● What you have to do
Would you write out, word for word, each line of the records below from the top through the one holding "pub struct TemplateManifest"?

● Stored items
»»
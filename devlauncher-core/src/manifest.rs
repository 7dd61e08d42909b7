//! Project-type manifests
//!
//! A manifest is the declarative description of one project type: the
//! variables it accepts, the logical ports it needs, the files it renders per
//! execution context and the hook commands it runs around create and start.
//!
//! ```text
//! templates/
//! +-- wordpress/
//!     +-- manifest.yaml
//!     +-- docker-compose.wsl.yml
//!     +-- config/php.ini
//! ```

use crate::project::ProjectLocation;
use crate::{Error, Result, ValidationErrors};
use serde::{Deserialize, Serialize};
use std::collections::{BTreeMap, HashSet};
use std::fmt;
use std::str::FromStr;

fn default_version() -> String {
    "1.0.0".to_string()
}

/// Declarative description of a project type
#[derive(Debug, Clone, Serialize, Deserialize, PartialEq)]
pub struct TemplateManifest {
    pub name: String,
    #[serde(rename = "type")]
    pub project_type: String,
    #[serde(default)]
    pub description: String,
    #[serde(default = "default_version")]
    pub version: String,
    #[serde(default)]
    pub variables: Vec<TemplateVariable>,
    #[serde(default)]
    pub ports: BTreeMap<String, PortDeclaration>,
    #[serde(default)]
    pub locations: ManifestLocations,
    #[serde(default)]
    pub hooks: ManifestHooks,
}

/// A variable accepted by a manifest
#[derive(Debug, Clone, Serialize, Deserialize, PartialEq)]
pub struct TemplateVariable {
    pub name: String,
    #[serde(rename = "type", default)]
    pub variable_type: VariableType,
    #[serde(default, skip_serializing_if = "Option::is_none")]
    pub default: Option<serde_json::Value>,
    #[serde(default, skip_serializing_if = "Option::is_none")]
    pub description: Option<String>,
    #[serde(default)]
    pub required: bool,
}

#[derive(Debug, Clone, Copy, Serialize, Deserialize, PartialEq, Eq, Default)]
#[serde(rename_all = "lowercase")]
pub enum VariableType {
    #[default]
    String,
    Number,
    Boolean,
}

impl VariableType {
    /// Check whether a supplied value can stand in for this type
    ///
    /// Strings coming from the command line are accepted for numbers and
    /// booleans when they parse as such.
    pub fn accepts(&self, value: &serde_json::Value) -> bool {
        use serde_json::Value;

        match (self, value) {
            (VariableType::String, Value::String(_))
            | (VariableType::String, Value::Number(_))
            | (VariableType::String, Value::Bool(_)) => true,
            (VariableType::Number, Value::Number(_)) => true,
            (VariableType::Number, Value::String(s)) => s.trim().parse::<f64>().is_ok(),
            (VariableType::Boolean, Value::Bool(_)) => true,
            (VariableType::Boolean, Value::String(s)) => {
                matches!(s.trim(), "true" | "false")
            }
            _ => false,
        }
    }

    pub fn as_str(&self) -> &'static str {
        match self {
            VariableType::String => "string",
            VariableType::Number => "number",
            VariableType::Boolean => "boolean",
        }
    }
}

/// A logical port with the number the project type would like to get
#[derive(Debug, Clone, Serialize, Deserialize, PartialEq, Eq)]
pub struct PortDeclaration {
    pub default: u16,
    #[serde(default)]
    pub description: String,
}

/// Files a manifest renders for one execution context
#[derive(Debug, Clone, Serialize, Deserialize, PartialEq, Eq, Default)]
pub struct LocationTemplate {
    #[serde(default)]
    pub files: Vec<String>,
    #[serde(default, skip_serializing_if = "Option::is_none")]
    pub compose: Option<String>,
    #[serde(default)]
    pub runtime: Vec<String>,
}

#[derive(Debug, Clone, Serialize, Deserialize, PartialEq, Eq, Default)]
pub struct ManifestLocations {
    #[serde(default, alias = "wsl", skip_serializing_if = "Option::is_none")]
    pub posix_subsystem: Option<LocationTemplate>,
    #[serde(default, alias = "windows", skip_serializing_if = "Option::is_none")]
    pub native_host: Option<LocationTemplate>,
}

impl ManifestLocations {
    pub fn get(&self, location: ProjectLocation) -> Option<&LocationTemplate> {
        match location {
            ProjectLocation::PosixSubsystem => self.posix_subsystem.as_ref(),
            ProjectLocation::NativeHost => self.native_host.as_ref(),
        }
    }

    pub fn supported(&self) -> Vec<ProjectLocation> {
        ProjectLocation::all()
            .into_iter()
            .filter(|location| self.get(*location).is_some())
            .collect()
    }

    pub fn is_empty(&self) -> bool {
        self.posix_subsystem.is_none() && self.native_host.is_none()
    }
}

/// Lifecycle points at which hook commands run
#[derive(Debug, Clone, Copy, Serialize, Deserialize, PartialEq, Eq, Hash)]
#[serde(rename_all = "snake_case")]
pub enum HookType {
    #[serde(alias = "preCreate")]
    PreCreate,
    #[serde(alias = "postCreate")]
    PostCreate,
    #[serde(alias = "preUp")]
    PreUp,
    #[serde(alias = "postUp")]
    PostUp,
}

impl HookType {
    pub fn as_str(&self) -> &'static str {
        match self {
            HookType::PreCreate => "pre_create",
            HookType::PostCreate => "post_create",
            HookType::PreUp => "pre_up",
            HookType::PostUp => "post_up",
        }
    }
}

impl fmt::Display for HookType {
    fn fmt(&self, f: &mut fmt::Formatter<'_>) -> fmt::Result {
        f.write_str(self.as_str())
    }
}

impl FromStr for HookType {
    type Err = Error;

    fn from_str(s: &str) -> Result<Self> {
        match s {
            "pre_create" | "preCreate" => Ok(HookType::PreCreate),
            "post_create" | "postCreate" => Ok(HookType::PostCreate),
            "pre_up" | "preUp" => Ok(HookType::PreUp),
            "post_up" | "postUp" => Ok(HookType::PostUp),
            other => Err(Error::validation(format!("Unknown hook type '{}'", other))),
        }
    }
}

#[derive(Debug, Clone, Serialize, Deserialize, PartialEq, Eq, Default)]
pub struct ManifestHooks {
    #[serde(default, alias = "preCreate")]
    pub pre_create: Vec<String>,
    #[serde(default, alias = "postCreate")]
    pub post_create: Vec<String>,
    #[serde(default, alias = "preUp")]
    pub pre_up: Vec<String>,
    #[serde(default, alias = "postUp")]
    pub post_up: Vec<String>,
}

impl ManifestHooks {
    pub fn commands(&self, hook: HookType) -> &[String] {
        match hook {
            HookType::PreCreate => &self.pre_create,
            HookType::PostCreate => &self.post_create,
            HookType::PreUp => &self.pre_up,
            HookType::PostUp => &self.post_up,
        }
    }
}

impl TemplateManifest {
    /// Parse and structurally validate a manifest document
    pub fn from_yaml(content: &str) -> Result<Self> {
        let manifest: TemplateManifest = serde_yaml::from_str(content)?;
        manifest.validate()?;
        Ok(manifest)
    }

    /// Check the fields every usable manifest must carry
    pub fn validate(&self) -> Result<()> {
        let mut errors = ValidationErrors::new();

        if self.name.trim().is_empty() {
            errors.add_result(Err(Error::validation("Manifest name cannot be empty")));
        }
        if self.project_type.trim().is_empty() {
            errors.add_result(Err(Error::validation("Manifest type cannot be empty")));
        }
        if self.locations.is_empty() {
            errors.add_result(Err(Error::validation(
                "Manifest must declare files for at least one location",
            )));
        }

        let mut seen = HashSet::new();
        for variable in &self.variables {
            if variable.name.trim().is_empty() {
                errors.add_result(Err(Error::validation("Variable name cannot be empty")));
            } else if !seen.insert(variable.name.as_str()) {
                errors.add_result(Err(Error::validation(format!(
                    "Variable '{}' is declared more than once",
                    variable.name
                ))));
            }
        }

        for (port_name, declaration) in &self.ports {
            if declaration.default == 0 {
                errors.add_result(Err(Error::validation(format!(
                    "Port '{}' must declare a non-zero default",
                    port_name
                ))));
            }
        }

        errors.into_result()
    }

    pub fn supports(&self, location: ProjectLocation) -> bool {
        self.locations.get(location).is_some()
    }

    /// Location section, failing if the manifest does not support it
    pub fn location(&self, location: ProjectLocation) -> Result<&LocationTemplate> {
        self.locations.get(location).ok_or_else(|| {
            Error::validation(format!(
                "Template '{}' does not support location '{}'",
                self.name, location
            ))
        })
    }

    pub fn hook_commands(&self, hook: HookType) -> &[String] {
        self.hooks.commands(hook)
    }

    pub fn variable(&self, name: &str) -> Option<&TemplateVariable> {
        self.variables.iter().find(|v| v.name == name)
    }

    /// Default number of every declared port
    pub fn port_defaults(&self) -> BTreeMap<String, u16> {
        self.ports
            .iter()
            .map(|(name, declaration)| (name.clone(), declaration.default))
            .collect()
    }

    /// Every variable default the manifest declares
    pub fn default_variables(&self) -> BTreeMap<String, serde_json::Value> {
        self.variables
            .iter()
            .filter_map(|v| v.default.clone().map(|value| (v.name.clone(), value)))
            .collect()
    }
}
impl PortAllocatorService {
    /// Create a service probing availability on the loopback interface
    pub fn new(repository: Arc<PortReservationRepository>, config: PortAllocatorConfig) -> Self {
        Self::with_probe(repository, config, Arc::new(LoopbackProbe))
    }

    pub fn with_probe(
        repository: Arc<PortReservationRepository>,
        config: PortAllocatorConfig,
        probe: Arc<dyn PortProbe>,
    ) -> Self {
        Self {
            repository,
            config,
            probe,
        }
    }

    pub fn config(&self) -> &PortAllocatorConfig {
        &self.config
    }

    /// Allocate one port, reusing an existing reservation for the same triple
    #[instrument(skip(self, request), fields(slug = %request.slug, port_name = %request.port_name))]
    pub async fn allocate_port(&self, request: &PortRequest) -> Result<PortAllocation> {
        if let Some(existing) = self.existing(request).await? {
            debug!(port = existing.port_number, "Using existing port allocation");
            return Ok(existing);
        }

        let mut candidate = match request.preferred_port {
            Some(preferred) if self.check_available(preferred).await? => preferred,
            _ => self.find_available_port(&request.port_name).await?,
        };

        for retry in 0..=self.config.max_reservation_retries {
            match self
                .repository
                .insert(
                    &request.slug,
                    &request.template,
                    &request.port_name,
                    candidate,
                )
                .await
            {
                Ok(reservation) => {
                    info!(port = reservation.port_number, "Port reserved");
                    return Ok(PortAllocation {
                        port_name: request.port_name.clone(),
                        port_number: reservation.port_number,
                        is_new: true,
                    });
                }
                Err(e) if e.violates_column(PORT_NUMBER_COLUMN) => {
                    warn!(
                        port = candidate,
                        retry, "Port taken during reservation, finding new port"
                    );
                    candidate = self.find_available_port(&request.port_name).await?;
                }
                Err(e) if e.is_unique_violation() => {
                    // Another writer reserved the same triple first
                    if let Some(existing) = self.existing(request).await? {
                        debug!(port = existing.port_number, "Concurrent reservation won");
                        return Ok(existing);
                    }
                    return Err(e);
                }
                Err(e) => return Err(e),
            }
        }

        Err(CoreError::PortAllocation {
            port_name: request.port_name.clone(),
            attempts: self.config.max_reservation_retries + 1,
            min: self.config.min,
            max: self.config.max,
        }
        .into())
    }

    /// Allocate ports for several requests in order
    pub async fn allocate_ports(&self, requests: &[PortRequest]) -> Result<Vec<PortAllocation>> {
        info!(count = requests.len(), "Starting port allocation");
        let mut allocations = Vec::with_capacity(requests.len());
        for request in requests {
            allocations.push(self.allocate_port(request).await?);
        }
        Ok(allocations)
    }

    /// Excluded, reserved or unbindable ports are unavailable
    pub async fn check_available(&self, port: u16) -> Result<bool> {
        if self.config.is_excluded(port) {
            return Ok(false);
        }
        if self.repository.is_reserved(port).await? {
            return Ok(false);
        }
        Ok(self.probe.can_bind(port).await)
    }

    /// Remove every reservation of one project
    pub async fn deallocate_project_ports(&self, slug: &str) -> Result<u64> {
        info!(slug, "Deallocating ports for project");
        self.repository.delete_by_slug(slug).await
    }

    pub async fn reservations(&self, slug: Option<&str>) -> Result<Vec<PortReservation>> {
        self.repository.list(slug).await
    }

    /// Reject mappings with out-of-range or reserved ports
    pub fn validate_port_mapping(
        &self,
        ports: &BTreeMap<String, PortMappingRequest>,
    ) -> devlauncher_core::Result<()> {
        for (port_name, mapping) in ports {
            if !(1..=65535).contains(&mapping.internal) {
                return Err(CoreError::validation(format!(
                    "Invalid internal port for {}: must be between 1 and 65535",
                    port_name
                )));
            }
            if !(1024..=65535).contains(&mapping.external) {
                return Err(CoreError::validation(format!(
                    "Invalid external port for {}: must be between 1024 and 65535",
                    port_name
                )));
            }
            let external = mapping.external as u16;
            if self.config.is_excluded(external) {
                return Err(CoreError::validation(format!(
                    "Port {} is reserved and cannot be used for {}",
                    external, port_name
                )));
            }
        }
        Ok(())
    }

    async fn existing(&self, request: &PortRequest) -> Result<Option<PortAllocation>> {
        Ok(self
            .repository
            .find(&request.slug, &request.template, &request.port_name)
            .await?
            .map(|reservation| PortAllocation {
                port_name: request.port_name.clone(),
                port_number: reservation.port_number,
                is_new: false,
            }))
    }

    async fn find_available_port(&self, port_name: &str) -> Result<u16> {
        for _ in 0..self.config.max_attempts {
            let port = rand::thread_rng().gen_range(self.config.range());
            if self.check_available(port).await? {
                return Ok(port);
            }
        }

        warn!(
            port_name,
            attempts = self.config.max_attempts,
            "Unable to find available port"
        );
        Err(CoreError::PortAllocation {
            port_name: port_name.to_string(),
            attempts: self.config.max_attempts,
            min: self.config.min,
            max: self.config.max,
        }
        .into())
    }
}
««
● Task output
filename devlauncher-core/src/manifest.rs
repository 7dd61e08d42909b7
//! Project-type manifests
//!
//! A manifest is the declarative description of one project type: the
//! variables it accepts, the logical ports it needs, the files it renders per
//! execution context and the hook commands it runs around create and start.
//!
//! ```text
//! templates/
//! +-- wordpress/
//!     +-- manifest.yaml
//!     +-- docker-compose.wsl.yml
//!     +-- config/php.ini
//! ```

use crate::project::ProjectLocation;
use crate::{Error, Result, ValidationErrors};
use serde::{Deserialize, Serialize};
use std::collections::{BTreeMap, HashSet};
use std::fmt;
use std::str::FromStr;

fn default_version() -> String {
    "1.0.0".to_string()
}

/// Declarative description of a project type
#[derive(Debug, Clone, Serialize, Deserialize, PartialEq)]
pub struct TemplateManifest {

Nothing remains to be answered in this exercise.